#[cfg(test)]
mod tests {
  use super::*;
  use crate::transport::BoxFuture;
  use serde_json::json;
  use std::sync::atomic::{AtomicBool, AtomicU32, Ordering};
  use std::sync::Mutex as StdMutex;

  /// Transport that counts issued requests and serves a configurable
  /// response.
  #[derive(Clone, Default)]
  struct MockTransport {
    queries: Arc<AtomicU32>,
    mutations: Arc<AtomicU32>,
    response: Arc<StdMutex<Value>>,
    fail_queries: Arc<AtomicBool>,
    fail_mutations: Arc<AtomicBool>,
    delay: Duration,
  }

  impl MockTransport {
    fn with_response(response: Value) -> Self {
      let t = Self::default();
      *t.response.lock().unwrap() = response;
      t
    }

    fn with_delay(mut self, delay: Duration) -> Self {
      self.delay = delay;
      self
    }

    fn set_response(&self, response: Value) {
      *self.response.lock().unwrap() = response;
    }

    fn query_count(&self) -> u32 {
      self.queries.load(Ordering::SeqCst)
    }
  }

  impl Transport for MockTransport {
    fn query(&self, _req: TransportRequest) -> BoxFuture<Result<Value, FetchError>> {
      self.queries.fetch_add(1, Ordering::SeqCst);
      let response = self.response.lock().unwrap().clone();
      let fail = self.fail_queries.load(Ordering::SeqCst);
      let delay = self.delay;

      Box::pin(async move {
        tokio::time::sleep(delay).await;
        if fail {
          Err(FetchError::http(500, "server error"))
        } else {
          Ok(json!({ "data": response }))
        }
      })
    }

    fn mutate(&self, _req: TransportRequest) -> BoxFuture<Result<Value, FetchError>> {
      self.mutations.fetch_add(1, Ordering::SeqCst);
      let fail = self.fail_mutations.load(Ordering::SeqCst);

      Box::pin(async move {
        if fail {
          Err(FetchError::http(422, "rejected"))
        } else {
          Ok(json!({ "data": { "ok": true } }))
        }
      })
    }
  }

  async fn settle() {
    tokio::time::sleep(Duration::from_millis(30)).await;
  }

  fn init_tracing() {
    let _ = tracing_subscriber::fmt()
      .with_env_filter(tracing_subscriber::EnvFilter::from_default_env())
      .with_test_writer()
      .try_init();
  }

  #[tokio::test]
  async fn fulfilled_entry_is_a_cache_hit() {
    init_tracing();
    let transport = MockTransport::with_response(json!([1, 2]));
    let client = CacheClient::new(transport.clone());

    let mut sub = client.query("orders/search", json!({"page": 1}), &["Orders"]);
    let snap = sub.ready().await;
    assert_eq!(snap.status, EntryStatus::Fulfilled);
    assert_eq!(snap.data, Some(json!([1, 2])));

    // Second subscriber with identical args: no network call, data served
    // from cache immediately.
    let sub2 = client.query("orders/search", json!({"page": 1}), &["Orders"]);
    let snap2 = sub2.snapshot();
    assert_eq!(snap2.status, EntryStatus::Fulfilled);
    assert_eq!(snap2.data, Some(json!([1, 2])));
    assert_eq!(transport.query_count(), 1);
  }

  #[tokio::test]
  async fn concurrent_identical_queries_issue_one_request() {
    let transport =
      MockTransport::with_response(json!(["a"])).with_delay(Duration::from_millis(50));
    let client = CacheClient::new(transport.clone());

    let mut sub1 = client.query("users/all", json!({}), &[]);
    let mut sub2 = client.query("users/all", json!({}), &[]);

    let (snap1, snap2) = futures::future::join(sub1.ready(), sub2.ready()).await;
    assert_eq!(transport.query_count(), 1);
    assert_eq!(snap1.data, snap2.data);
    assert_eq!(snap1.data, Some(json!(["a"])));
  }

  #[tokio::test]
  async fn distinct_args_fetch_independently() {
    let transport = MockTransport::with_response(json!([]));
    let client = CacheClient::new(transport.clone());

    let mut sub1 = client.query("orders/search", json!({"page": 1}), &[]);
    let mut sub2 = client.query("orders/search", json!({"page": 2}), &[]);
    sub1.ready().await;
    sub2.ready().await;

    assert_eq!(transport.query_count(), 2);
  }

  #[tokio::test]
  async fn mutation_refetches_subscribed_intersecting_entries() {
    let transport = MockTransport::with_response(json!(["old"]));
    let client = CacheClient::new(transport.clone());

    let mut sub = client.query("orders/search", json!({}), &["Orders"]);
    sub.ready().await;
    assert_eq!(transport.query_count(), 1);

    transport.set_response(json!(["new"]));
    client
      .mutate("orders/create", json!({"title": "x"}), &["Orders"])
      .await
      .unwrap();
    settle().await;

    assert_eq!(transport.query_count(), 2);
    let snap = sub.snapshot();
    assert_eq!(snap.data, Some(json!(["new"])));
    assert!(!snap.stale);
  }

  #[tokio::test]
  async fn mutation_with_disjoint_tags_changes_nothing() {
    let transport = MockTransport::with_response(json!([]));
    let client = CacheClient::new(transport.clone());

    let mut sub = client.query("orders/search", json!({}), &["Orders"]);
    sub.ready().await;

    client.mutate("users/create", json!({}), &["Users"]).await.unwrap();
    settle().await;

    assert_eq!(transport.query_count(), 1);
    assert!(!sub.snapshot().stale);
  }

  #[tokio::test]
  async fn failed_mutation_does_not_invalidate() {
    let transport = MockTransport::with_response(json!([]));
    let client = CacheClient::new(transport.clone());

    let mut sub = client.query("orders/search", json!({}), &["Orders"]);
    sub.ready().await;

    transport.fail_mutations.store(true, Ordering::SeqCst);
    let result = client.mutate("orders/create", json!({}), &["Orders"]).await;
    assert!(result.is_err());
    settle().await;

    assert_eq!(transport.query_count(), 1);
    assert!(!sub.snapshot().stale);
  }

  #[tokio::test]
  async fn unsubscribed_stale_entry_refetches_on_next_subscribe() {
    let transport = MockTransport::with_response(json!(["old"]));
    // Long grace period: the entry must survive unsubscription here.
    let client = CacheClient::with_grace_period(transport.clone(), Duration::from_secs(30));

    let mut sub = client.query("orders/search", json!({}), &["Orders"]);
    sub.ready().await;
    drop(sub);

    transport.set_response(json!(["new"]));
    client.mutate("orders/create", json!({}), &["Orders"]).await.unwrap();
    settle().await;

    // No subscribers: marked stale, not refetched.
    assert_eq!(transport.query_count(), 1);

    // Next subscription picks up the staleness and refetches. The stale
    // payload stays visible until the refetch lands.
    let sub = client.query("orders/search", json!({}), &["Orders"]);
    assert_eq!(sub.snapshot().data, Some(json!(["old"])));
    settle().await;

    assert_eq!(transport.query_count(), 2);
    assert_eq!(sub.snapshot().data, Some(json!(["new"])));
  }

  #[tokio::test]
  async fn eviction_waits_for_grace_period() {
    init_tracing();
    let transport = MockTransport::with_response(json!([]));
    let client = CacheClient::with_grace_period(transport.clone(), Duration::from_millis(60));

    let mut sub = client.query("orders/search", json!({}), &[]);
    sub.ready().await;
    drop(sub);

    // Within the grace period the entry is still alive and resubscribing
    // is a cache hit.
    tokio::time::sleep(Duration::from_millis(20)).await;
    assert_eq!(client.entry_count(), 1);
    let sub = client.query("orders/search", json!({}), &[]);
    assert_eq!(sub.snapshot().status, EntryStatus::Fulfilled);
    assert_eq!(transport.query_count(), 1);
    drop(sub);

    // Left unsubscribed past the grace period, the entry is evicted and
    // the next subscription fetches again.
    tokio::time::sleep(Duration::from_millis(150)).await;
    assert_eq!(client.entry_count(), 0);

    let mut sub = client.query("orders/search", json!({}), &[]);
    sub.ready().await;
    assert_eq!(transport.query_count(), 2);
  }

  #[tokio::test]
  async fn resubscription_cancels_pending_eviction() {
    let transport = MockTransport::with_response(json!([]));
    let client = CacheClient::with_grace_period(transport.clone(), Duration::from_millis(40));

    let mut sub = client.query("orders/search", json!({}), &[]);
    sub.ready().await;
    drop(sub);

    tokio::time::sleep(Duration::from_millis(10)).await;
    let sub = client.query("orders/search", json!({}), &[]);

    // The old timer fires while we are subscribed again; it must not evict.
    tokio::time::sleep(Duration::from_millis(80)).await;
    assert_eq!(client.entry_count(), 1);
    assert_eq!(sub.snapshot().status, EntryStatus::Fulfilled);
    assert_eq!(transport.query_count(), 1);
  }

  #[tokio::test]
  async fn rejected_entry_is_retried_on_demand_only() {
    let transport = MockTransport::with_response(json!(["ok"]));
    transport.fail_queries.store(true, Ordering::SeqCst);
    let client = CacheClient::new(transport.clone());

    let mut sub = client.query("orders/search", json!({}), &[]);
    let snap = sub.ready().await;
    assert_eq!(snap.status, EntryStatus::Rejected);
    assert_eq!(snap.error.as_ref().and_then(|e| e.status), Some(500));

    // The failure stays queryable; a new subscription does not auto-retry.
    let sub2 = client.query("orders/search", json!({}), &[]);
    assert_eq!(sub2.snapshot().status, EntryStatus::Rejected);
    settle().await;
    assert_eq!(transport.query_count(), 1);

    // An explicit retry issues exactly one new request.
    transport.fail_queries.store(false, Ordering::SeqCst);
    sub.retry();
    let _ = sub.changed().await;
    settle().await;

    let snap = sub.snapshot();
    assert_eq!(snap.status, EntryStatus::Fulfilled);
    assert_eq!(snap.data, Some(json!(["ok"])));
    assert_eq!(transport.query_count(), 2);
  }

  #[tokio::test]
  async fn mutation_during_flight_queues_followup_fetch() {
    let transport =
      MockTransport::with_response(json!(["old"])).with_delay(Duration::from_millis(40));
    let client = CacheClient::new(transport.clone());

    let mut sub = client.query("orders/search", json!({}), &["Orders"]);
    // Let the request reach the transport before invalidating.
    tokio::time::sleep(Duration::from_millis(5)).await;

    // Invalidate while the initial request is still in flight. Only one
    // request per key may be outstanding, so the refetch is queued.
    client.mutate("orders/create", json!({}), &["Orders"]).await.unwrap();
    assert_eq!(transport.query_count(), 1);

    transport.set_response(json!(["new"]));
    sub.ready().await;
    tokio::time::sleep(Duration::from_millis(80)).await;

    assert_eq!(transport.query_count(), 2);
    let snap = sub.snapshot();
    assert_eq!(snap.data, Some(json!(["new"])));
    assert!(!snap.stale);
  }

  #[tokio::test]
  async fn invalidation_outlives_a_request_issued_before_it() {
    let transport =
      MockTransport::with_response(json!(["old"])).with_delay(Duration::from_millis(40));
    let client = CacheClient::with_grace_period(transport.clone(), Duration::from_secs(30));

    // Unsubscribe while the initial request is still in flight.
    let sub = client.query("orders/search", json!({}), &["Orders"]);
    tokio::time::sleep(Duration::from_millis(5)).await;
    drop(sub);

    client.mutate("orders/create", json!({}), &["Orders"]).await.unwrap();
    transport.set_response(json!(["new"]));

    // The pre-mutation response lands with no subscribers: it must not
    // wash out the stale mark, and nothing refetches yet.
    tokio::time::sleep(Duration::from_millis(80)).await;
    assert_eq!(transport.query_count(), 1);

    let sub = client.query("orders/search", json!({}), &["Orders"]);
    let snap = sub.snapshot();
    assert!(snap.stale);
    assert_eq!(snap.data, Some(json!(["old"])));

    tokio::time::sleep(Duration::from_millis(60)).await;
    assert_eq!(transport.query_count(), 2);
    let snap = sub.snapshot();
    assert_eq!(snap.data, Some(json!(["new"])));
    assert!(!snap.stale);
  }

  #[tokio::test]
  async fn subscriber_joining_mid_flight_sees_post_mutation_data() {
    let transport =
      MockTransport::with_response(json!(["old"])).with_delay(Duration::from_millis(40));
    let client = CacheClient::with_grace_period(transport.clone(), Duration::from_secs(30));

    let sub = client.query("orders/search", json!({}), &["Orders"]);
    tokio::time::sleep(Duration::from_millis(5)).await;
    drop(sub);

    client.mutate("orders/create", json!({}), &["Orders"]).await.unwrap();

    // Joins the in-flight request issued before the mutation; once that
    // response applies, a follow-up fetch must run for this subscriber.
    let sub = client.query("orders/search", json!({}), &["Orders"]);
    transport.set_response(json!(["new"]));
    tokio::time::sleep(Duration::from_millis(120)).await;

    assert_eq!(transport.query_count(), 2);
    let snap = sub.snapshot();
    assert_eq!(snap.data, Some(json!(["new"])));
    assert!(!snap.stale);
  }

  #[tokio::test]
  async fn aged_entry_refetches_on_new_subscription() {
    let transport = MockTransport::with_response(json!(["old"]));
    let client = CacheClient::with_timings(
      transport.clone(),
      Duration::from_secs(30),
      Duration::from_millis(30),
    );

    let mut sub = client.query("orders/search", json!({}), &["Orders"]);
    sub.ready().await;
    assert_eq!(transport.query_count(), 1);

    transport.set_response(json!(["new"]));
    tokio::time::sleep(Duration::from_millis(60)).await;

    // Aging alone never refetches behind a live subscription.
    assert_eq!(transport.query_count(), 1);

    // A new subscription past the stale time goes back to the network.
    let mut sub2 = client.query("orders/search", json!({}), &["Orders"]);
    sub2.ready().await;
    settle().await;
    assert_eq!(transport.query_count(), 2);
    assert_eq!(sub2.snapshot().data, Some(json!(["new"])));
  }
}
---
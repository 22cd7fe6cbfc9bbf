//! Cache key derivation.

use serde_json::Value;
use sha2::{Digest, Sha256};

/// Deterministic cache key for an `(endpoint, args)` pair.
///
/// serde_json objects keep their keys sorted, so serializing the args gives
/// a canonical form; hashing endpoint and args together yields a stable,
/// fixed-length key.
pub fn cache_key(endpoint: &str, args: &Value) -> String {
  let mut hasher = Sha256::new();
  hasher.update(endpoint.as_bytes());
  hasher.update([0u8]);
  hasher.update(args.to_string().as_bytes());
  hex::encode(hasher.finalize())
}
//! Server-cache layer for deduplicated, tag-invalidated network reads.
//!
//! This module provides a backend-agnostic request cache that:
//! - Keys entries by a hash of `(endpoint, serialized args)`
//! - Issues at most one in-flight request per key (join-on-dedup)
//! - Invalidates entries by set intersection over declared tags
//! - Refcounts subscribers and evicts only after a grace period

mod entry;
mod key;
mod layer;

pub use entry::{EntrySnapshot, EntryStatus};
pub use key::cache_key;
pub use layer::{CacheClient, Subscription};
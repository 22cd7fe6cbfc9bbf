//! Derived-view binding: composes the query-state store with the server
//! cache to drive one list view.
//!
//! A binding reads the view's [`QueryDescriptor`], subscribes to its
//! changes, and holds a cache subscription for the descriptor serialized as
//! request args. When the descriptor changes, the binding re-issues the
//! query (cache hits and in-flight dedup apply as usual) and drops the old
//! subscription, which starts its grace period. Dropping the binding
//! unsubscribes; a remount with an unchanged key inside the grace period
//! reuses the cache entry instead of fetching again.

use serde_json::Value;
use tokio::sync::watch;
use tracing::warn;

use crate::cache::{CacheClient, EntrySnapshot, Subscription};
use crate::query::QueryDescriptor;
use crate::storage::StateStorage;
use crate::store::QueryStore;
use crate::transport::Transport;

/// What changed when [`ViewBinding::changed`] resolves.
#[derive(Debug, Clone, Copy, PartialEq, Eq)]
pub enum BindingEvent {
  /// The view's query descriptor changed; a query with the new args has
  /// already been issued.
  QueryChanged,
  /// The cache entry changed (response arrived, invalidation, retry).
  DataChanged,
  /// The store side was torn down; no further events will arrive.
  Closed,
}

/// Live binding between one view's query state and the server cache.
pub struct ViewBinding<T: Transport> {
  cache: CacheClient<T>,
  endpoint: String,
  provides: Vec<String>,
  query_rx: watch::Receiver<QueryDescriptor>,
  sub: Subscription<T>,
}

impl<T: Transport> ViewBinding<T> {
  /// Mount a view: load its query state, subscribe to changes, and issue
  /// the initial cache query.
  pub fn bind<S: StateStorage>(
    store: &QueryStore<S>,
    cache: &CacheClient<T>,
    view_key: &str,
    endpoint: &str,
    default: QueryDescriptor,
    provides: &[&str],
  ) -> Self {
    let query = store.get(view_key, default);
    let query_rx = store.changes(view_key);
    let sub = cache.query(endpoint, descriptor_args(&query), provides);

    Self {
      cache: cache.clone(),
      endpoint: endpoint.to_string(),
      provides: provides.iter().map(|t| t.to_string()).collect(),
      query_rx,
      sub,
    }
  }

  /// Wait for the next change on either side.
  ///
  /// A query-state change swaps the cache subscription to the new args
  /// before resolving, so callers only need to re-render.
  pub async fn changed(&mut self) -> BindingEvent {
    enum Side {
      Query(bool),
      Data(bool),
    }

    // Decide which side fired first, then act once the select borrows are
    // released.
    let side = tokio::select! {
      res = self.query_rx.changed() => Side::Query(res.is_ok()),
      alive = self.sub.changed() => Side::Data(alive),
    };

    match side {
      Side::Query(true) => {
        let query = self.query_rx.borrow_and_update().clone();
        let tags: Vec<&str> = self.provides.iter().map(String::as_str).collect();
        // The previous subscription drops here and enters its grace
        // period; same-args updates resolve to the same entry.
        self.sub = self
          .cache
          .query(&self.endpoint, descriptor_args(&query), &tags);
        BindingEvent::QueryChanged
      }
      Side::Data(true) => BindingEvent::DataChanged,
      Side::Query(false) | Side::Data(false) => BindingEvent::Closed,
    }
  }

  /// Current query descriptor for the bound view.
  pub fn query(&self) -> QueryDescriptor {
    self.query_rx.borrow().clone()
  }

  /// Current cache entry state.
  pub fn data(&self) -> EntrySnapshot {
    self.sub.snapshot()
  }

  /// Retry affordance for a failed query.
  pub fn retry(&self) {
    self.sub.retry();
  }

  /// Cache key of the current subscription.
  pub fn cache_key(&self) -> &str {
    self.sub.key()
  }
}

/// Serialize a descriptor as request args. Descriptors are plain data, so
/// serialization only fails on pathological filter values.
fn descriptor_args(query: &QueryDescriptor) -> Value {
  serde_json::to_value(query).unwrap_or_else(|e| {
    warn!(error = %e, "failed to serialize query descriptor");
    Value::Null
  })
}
---
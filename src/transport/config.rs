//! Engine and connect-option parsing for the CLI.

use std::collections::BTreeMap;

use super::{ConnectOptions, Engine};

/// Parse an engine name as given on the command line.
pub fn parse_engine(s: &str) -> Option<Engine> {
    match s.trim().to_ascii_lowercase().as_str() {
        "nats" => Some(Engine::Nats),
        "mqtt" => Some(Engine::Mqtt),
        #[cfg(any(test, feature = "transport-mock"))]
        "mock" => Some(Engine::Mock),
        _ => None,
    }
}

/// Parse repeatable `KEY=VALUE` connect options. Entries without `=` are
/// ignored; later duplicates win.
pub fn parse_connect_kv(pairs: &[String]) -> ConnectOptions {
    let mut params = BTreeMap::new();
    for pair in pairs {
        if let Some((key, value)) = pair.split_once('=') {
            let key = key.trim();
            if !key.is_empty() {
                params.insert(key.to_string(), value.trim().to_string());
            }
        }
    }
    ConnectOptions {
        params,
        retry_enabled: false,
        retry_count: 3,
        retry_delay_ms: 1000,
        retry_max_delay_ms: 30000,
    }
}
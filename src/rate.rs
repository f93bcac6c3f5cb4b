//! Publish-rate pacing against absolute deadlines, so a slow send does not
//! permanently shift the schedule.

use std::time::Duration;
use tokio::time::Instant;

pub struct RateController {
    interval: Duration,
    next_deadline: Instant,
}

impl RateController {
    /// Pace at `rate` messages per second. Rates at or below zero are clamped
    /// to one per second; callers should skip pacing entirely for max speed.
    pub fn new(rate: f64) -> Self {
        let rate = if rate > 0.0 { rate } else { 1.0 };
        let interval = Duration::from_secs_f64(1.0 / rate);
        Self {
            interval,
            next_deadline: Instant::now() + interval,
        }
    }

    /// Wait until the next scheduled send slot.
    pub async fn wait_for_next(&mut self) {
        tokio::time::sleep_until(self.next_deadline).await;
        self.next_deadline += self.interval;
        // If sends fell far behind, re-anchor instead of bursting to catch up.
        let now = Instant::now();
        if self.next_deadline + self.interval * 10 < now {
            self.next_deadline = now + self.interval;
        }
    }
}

§ **Work instruction**: From the records above, repeat exactly the lines from the one with "use std::time::Duration;" through the one with "scheduled send slot.", both included.

§ **Output**:
use std::time::Duration;
use tokio::time::Instant;

pub struct RateController {
    interval: Duration,
    next_deadline: Instant,
}

impl RateController {
    /// Pace at `rate` messages per second. Rates at or below zero are clamped
    /// to one per second; callers should skip pacing entirely for max speed.
    pub fn new(rate: f64) -> Self {
        let rate = if rate > 0.0 { rate } else { 1.0 };
        let interval = Duration::from_secs_f64(1.0 / rate);
        Self {
            interval,
            next_deadline: Instant::now() + interval,
        }
    }

    /// Wait until the next scheduled send slot.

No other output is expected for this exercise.